- **Problem requirements**:
Every line from the start of the listing below through the line that contains "sample_rate: u32) ->" is to be reproduced word for word.

- **Data shown**:
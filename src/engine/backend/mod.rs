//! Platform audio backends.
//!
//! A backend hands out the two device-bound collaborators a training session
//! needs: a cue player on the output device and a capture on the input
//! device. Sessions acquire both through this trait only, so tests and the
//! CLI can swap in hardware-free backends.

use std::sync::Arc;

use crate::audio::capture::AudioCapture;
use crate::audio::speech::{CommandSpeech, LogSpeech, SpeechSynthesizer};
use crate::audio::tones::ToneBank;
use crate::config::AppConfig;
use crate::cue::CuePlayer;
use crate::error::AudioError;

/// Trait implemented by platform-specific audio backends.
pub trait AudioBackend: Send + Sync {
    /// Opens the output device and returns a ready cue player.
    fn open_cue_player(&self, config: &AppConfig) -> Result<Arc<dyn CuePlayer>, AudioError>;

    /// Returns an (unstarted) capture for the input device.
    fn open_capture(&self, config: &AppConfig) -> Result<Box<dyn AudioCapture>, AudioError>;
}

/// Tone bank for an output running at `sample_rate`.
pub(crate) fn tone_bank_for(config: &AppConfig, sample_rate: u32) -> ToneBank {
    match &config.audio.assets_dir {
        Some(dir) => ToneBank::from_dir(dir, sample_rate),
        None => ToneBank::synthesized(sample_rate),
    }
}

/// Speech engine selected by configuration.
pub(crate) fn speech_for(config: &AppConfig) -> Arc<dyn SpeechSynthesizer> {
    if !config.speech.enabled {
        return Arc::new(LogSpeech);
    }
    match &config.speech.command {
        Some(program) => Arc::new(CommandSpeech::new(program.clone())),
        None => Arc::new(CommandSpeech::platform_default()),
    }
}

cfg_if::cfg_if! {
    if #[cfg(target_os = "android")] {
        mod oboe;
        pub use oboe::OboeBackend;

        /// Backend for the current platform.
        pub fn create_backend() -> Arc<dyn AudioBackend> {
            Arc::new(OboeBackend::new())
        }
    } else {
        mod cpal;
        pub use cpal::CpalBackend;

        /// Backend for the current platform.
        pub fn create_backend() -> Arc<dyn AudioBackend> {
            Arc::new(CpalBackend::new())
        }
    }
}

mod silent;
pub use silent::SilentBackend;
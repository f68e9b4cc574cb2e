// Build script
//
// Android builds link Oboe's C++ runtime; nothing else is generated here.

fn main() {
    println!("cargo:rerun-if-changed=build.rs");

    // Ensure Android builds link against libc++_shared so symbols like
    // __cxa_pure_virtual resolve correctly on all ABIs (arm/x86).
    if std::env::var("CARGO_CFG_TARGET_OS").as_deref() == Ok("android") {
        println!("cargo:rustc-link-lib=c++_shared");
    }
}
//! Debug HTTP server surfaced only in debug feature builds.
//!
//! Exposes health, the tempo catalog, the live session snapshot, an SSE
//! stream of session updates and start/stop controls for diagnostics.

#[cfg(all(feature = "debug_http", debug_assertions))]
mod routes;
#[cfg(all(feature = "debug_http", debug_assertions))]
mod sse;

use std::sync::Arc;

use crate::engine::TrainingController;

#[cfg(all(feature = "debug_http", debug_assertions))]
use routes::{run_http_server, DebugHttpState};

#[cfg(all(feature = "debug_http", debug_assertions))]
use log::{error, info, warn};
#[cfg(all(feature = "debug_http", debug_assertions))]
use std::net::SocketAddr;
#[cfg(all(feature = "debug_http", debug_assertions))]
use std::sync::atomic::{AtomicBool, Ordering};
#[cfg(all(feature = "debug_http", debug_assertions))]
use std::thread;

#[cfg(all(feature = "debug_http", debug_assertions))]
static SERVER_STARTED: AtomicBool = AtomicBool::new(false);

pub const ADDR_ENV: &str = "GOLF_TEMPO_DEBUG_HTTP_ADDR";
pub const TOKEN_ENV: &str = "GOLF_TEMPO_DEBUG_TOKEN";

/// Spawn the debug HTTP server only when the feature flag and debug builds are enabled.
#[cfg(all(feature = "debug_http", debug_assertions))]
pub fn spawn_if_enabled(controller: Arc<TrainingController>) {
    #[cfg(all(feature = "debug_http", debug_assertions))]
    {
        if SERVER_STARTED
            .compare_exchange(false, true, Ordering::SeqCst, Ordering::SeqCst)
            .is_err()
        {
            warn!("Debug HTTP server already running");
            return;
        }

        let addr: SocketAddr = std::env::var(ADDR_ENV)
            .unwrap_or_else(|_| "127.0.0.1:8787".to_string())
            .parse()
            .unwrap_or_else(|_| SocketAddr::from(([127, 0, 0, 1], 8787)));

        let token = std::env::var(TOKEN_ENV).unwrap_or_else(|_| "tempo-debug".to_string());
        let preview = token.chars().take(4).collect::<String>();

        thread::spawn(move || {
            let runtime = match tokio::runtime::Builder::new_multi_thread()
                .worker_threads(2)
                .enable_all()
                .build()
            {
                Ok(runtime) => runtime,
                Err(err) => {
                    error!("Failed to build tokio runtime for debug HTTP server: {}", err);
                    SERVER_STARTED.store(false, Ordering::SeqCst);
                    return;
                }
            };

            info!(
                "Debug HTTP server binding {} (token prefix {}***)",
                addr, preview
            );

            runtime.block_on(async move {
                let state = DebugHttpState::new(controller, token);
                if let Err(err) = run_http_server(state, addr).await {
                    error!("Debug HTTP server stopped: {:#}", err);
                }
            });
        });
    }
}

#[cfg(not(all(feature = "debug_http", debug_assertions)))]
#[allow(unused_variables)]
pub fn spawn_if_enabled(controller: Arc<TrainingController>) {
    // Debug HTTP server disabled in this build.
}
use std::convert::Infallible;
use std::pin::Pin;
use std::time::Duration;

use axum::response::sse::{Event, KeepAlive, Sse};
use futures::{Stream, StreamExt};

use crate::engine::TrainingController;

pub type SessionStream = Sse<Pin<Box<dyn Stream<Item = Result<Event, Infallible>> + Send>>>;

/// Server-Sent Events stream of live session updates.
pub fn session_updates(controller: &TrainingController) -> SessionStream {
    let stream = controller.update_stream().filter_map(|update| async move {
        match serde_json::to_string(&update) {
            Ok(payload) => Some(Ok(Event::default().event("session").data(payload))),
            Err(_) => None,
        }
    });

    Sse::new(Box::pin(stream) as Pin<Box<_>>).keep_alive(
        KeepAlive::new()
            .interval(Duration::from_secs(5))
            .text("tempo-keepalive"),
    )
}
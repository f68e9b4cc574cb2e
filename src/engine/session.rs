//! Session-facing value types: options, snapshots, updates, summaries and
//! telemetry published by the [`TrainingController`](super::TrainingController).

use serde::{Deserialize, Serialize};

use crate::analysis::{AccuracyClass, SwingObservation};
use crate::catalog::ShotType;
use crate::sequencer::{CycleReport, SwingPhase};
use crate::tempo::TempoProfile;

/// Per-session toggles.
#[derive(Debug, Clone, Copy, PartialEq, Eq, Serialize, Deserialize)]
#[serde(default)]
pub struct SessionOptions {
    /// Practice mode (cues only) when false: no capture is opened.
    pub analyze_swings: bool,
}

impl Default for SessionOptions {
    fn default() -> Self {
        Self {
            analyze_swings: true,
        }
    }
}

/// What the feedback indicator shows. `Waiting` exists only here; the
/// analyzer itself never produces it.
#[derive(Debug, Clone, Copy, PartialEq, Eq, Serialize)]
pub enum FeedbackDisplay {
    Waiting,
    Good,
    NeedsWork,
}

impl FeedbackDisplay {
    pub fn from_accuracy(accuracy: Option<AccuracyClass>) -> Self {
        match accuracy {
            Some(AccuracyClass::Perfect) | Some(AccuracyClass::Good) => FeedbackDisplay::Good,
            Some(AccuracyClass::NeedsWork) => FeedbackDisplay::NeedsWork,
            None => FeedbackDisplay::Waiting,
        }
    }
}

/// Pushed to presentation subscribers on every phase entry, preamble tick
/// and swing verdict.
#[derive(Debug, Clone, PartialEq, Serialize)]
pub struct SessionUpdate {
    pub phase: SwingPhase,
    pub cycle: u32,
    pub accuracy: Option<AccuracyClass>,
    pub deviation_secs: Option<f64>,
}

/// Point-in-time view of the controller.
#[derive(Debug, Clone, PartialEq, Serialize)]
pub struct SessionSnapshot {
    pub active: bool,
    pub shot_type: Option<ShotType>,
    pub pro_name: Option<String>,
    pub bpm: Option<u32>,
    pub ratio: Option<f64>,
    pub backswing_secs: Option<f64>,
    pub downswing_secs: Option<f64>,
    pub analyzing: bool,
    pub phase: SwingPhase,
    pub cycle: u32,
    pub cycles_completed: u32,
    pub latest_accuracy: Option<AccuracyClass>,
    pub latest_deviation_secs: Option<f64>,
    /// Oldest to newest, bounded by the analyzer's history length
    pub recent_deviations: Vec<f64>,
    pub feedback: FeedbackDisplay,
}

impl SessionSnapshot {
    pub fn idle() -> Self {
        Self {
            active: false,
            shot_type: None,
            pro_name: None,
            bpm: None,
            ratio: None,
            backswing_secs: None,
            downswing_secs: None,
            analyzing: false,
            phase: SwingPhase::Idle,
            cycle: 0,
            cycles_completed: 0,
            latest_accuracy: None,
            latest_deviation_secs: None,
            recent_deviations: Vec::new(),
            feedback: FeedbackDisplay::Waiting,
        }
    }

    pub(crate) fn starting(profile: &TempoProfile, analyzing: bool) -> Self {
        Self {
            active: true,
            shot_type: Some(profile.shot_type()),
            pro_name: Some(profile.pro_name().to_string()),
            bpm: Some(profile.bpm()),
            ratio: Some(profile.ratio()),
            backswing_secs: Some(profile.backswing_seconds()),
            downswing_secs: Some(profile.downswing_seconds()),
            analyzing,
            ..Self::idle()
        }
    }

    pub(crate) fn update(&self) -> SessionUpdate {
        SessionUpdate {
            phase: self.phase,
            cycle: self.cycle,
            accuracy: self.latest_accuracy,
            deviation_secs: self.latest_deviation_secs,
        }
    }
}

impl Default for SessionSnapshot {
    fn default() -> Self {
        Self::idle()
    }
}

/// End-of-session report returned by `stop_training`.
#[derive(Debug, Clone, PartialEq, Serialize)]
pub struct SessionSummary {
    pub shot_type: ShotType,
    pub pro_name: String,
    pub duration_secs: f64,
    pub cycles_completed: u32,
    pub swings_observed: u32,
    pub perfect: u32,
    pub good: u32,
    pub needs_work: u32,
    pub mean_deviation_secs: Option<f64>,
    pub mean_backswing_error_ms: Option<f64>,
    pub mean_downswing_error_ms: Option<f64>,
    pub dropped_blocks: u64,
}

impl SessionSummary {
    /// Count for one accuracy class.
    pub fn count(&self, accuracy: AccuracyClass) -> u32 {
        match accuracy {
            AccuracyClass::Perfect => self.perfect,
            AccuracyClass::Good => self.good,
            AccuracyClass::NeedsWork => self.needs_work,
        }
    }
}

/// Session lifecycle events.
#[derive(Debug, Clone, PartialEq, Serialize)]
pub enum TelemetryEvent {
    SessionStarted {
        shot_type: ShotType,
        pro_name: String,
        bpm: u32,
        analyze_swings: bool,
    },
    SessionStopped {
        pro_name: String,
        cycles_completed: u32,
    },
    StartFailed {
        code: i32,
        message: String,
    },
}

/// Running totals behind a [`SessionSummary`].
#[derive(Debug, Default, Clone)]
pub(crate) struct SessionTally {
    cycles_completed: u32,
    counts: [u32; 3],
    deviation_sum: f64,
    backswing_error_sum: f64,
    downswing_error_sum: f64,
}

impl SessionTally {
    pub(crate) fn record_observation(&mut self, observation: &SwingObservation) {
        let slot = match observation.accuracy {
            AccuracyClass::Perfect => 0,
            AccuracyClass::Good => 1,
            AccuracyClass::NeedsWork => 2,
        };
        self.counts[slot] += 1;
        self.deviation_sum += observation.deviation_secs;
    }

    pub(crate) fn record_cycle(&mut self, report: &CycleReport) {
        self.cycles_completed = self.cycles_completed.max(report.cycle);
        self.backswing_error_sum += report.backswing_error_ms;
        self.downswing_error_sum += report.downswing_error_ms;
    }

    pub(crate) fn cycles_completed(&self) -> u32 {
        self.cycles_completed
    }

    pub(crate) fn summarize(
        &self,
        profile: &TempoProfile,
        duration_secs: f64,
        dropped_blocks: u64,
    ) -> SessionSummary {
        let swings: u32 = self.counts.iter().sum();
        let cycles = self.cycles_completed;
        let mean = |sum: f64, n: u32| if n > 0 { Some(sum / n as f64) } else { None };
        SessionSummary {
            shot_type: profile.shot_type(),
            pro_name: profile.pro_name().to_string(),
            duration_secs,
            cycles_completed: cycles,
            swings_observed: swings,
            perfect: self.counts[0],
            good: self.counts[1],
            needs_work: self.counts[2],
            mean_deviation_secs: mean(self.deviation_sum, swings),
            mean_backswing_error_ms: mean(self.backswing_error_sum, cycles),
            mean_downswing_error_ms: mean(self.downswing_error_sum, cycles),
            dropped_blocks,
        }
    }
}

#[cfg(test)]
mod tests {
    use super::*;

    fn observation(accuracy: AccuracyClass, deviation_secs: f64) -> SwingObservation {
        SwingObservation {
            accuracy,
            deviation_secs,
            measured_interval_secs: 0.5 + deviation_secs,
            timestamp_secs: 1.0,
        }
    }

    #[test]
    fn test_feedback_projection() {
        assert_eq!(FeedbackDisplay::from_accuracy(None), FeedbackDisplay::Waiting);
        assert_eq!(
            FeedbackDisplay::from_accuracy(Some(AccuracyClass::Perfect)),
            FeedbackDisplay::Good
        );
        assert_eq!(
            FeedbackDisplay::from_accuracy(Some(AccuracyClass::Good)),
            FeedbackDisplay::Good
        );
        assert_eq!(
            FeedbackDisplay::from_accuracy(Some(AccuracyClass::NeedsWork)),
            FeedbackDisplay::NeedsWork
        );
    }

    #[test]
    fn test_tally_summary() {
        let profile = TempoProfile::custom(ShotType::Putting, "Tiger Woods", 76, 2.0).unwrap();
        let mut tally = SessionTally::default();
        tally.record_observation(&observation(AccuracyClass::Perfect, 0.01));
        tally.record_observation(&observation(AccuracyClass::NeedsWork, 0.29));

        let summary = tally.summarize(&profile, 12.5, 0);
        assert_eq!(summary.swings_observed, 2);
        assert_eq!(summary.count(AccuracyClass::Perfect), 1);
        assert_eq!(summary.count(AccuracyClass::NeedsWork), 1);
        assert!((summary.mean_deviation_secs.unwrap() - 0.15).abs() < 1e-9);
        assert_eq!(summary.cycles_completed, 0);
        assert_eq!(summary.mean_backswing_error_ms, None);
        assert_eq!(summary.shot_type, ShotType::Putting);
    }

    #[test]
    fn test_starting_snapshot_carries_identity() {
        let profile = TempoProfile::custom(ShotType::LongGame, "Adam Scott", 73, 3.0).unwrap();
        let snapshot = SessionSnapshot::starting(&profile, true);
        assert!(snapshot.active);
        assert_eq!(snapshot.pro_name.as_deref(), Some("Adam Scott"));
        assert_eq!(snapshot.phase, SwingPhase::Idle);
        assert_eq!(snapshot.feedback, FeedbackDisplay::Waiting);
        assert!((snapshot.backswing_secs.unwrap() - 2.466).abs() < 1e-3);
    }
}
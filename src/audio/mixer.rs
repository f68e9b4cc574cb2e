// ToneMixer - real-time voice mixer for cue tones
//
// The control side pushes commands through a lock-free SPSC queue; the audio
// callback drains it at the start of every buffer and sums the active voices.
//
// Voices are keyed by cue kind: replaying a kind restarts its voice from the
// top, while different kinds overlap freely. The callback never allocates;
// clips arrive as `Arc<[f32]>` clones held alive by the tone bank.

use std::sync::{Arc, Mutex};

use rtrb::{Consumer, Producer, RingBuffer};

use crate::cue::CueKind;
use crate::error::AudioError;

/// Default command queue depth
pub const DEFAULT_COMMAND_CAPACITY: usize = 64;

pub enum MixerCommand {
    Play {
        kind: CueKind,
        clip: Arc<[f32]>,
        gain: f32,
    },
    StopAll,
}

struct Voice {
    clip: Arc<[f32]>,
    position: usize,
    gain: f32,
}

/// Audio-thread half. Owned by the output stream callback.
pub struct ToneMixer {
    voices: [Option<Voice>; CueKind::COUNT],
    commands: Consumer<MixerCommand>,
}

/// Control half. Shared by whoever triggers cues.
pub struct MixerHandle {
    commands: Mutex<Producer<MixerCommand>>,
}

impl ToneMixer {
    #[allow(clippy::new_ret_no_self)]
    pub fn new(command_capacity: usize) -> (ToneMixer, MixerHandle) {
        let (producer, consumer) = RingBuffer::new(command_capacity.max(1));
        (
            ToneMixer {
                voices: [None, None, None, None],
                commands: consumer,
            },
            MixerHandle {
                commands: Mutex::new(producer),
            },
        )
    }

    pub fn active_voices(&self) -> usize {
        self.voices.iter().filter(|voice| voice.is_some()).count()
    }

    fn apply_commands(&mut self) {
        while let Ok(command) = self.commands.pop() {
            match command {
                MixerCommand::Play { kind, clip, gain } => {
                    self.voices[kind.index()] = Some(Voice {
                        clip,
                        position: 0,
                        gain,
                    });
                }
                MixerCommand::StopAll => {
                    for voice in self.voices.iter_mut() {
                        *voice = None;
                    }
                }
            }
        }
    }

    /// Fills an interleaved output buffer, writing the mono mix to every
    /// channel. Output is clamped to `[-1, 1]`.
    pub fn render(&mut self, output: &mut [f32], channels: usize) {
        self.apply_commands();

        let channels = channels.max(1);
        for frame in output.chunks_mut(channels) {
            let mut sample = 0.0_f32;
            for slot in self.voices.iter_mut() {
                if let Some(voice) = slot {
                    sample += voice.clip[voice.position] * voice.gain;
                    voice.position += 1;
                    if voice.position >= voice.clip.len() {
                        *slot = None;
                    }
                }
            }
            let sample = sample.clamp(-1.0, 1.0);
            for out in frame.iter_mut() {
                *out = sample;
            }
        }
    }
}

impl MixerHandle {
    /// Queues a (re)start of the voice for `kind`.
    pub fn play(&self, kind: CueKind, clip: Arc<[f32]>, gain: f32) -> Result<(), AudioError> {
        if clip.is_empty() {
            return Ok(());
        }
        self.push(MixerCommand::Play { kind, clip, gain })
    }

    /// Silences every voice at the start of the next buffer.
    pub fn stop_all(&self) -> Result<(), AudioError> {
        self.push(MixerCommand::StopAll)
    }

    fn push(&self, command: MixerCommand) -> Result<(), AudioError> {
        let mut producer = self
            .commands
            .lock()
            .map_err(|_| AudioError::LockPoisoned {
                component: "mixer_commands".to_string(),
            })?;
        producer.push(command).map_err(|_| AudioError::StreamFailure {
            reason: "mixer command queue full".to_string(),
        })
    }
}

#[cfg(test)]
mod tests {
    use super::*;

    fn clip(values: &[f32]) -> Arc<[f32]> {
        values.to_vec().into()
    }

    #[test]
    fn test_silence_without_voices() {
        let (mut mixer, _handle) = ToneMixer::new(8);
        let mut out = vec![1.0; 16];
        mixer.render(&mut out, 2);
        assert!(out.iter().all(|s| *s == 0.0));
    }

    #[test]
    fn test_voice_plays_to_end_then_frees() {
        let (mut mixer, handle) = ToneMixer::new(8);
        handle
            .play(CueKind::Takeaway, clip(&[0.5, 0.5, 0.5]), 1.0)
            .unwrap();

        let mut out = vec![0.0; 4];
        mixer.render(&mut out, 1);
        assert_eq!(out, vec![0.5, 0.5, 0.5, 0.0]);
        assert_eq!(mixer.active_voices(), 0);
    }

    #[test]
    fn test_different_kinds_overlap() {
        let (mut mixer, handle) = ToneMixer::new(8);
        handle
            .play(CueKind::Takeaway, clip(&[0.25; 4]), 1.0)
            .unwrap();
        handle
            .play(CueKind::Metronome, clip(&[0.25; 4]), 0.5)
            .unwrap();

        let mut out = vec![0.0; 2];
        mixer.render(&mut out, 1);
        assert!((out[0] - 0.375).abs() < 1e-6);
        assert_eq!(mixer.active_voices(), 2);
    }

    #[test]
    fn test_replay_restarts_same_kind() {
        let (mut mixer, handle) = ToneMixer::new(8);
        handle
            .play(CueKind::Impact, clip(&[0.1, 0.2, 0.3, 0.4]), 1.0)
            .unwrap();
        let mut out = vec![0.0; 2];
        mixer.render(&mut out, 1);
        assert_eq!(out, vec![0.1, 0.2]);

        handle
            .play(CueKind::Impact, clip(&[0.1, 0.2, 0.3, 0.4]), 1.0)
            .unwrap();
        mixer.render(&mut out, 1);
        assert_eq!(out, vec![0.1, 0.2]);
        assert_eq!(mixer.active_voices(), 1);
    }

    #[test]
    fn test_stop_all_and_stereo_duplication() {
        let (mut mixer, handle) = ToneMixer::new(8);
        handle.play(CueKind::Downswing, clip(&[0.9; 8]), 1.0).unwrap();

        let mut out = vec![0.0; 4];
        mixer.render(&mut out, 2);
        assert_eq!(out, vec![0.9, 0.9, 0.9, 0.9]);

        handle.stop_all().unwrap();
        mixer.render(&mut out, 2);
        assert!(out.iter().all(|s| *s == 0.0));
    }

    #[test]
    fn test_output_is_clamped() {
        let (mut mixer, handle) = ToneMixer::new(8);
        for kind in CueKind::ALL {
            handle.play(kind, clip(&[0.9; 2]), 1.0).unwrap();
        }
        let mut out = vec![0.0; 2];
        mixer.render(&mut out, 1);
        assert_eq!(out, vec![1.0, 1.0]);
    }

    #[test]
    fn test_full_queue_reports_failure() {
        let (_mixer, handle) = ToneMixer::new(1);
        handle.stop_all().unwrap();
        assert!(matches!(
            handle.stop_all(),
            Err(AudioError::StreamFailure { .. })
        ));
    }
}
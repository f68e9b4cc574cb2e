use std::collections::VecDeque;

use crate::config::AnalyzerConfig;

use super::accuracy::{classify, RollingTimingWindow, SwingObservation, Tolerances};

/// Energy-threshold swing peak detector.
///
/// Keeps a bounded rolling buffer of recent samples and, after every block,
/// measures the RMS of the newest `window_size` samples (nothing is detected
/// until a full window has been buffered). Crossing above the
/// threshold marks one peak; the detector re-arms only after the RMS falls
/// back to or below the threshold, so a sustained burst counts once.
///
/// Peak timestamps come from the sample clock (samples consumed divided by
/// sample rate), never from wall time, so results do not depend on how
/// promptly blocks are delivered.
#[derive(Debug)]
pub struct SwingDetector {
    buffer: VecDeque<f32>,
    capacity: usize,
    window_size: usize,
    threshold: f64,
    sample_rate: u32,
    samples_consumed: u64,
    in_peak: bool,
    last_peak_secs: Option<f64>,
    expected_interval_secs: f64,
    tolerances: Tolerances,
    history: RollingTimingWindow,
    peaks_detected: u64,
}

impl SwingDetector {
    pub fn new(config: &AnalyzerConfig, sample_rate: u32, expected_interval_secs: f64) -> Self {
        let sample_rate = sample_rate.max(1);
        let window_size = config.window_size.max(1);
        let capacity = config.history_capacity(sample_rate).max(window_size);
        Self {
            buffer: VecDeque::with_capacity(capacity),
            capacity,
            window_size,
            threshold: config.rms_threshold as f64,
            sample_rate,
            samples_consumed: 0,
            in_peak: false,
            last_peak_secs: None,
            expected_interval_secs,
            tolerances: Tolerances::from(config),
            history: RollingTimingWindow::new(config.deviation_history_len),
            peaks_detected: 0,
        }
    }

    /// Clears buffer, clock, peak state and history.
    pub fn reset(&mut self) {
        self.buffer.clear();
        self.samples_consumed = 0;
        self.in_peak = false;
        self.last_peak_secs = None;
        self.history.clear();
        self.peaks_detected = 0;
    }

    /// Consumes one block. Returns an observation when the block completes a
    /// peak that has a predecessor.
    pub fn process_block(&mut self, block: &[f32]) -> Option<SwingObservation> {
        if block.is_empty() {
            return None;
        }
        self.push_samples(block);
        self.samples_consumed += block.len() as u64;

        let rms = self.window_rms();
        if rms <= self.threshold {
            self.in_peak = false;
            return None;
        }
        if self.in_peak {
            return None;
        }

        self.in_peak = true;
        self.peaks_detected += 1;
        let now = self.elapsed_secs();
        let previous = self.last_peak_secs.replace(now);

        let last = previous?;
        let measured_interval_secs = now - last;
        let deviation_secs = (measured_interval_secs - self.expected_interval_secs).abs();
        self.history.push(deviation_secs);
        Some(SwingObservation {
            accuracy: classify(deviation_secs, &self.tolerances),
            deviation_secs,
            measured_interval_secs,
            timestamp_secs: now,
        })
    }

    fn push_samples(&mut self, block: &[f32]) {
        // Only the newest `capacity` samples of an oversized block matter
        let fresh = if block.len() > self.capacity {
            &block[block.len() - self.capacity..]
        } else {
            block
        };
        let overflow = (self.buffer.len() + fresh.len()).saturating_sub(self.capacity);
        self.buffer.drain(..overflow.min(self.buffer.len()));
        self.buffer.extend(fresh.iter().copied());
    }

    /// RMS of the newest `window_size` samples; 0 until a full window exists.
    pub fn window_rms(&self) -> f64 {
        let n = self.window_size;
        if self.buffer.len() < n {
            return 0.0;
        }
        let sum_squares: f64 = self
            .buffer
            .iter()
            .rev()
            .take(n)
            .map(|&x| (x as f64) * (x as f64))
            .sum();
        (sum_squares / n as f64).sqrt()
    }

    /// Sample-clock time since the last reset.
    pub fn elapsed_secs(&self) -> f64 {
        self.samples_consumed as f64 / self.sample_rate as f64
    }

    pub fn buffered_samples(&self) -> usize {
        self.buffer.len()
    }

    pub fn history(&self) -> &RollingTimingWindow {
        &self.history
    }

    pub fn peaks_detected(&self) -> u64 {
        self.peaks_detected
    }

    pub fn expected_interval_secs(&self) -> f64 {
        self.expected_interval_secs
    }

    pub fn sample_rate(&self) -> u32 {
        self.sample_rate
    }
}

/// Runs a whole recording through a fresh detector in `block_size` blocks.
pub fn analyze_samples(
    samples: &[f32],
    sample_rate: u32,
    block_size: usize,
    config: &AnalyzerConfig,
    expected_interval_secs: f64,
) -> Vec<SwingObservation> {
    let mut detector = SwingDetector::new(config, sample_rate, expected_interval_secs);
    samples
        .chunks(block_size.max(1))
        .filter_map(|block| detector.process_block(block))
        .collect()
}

- **Worked solution**:
filename src/engine/backend/mod.rs
//! Platform audio backends.
//!
//! A backend hands out the two device-bound collaborators a training session
//! needs: a cue player on the output device and a capture on the input
//! device. Sessions acquire both through this trait only, so tests and the
//! CLI can swap in hardware-free backends.

use std::sync::Arc;

use crate::audio::capture::AudioCapture;
use crate::audio::speech::{CommandSpeech, LogSpeech, SpeechSynthesizer};
use crate::audio::tones::ToneBank;
use crate::config::AppConfig;
use crate::cue::CuePlayer;
use crate::error::AudioError;

/// Trait implemented by platform-specific audio backends.
pub trait AudioBackend: Send + Sync {
    /// Opens the output device and returns a ready cue player.
    fn open_cue_player(&self, config: &AppConfig) -> Result<Arc<dyn CuePlayer>, AudioError>;

    /// Returns an (unstarted) capture for the input device.
    fn open_capture(&self, config: &AppConfig) -> Result<Box<dyn AudioCapture>, AudioError>;
}

/// Tone bank for an output running at `sample_rate`.
pub(crate) fn tone_bank_for(config: &AppConfig, sample_rate: u32) -> ToneBank {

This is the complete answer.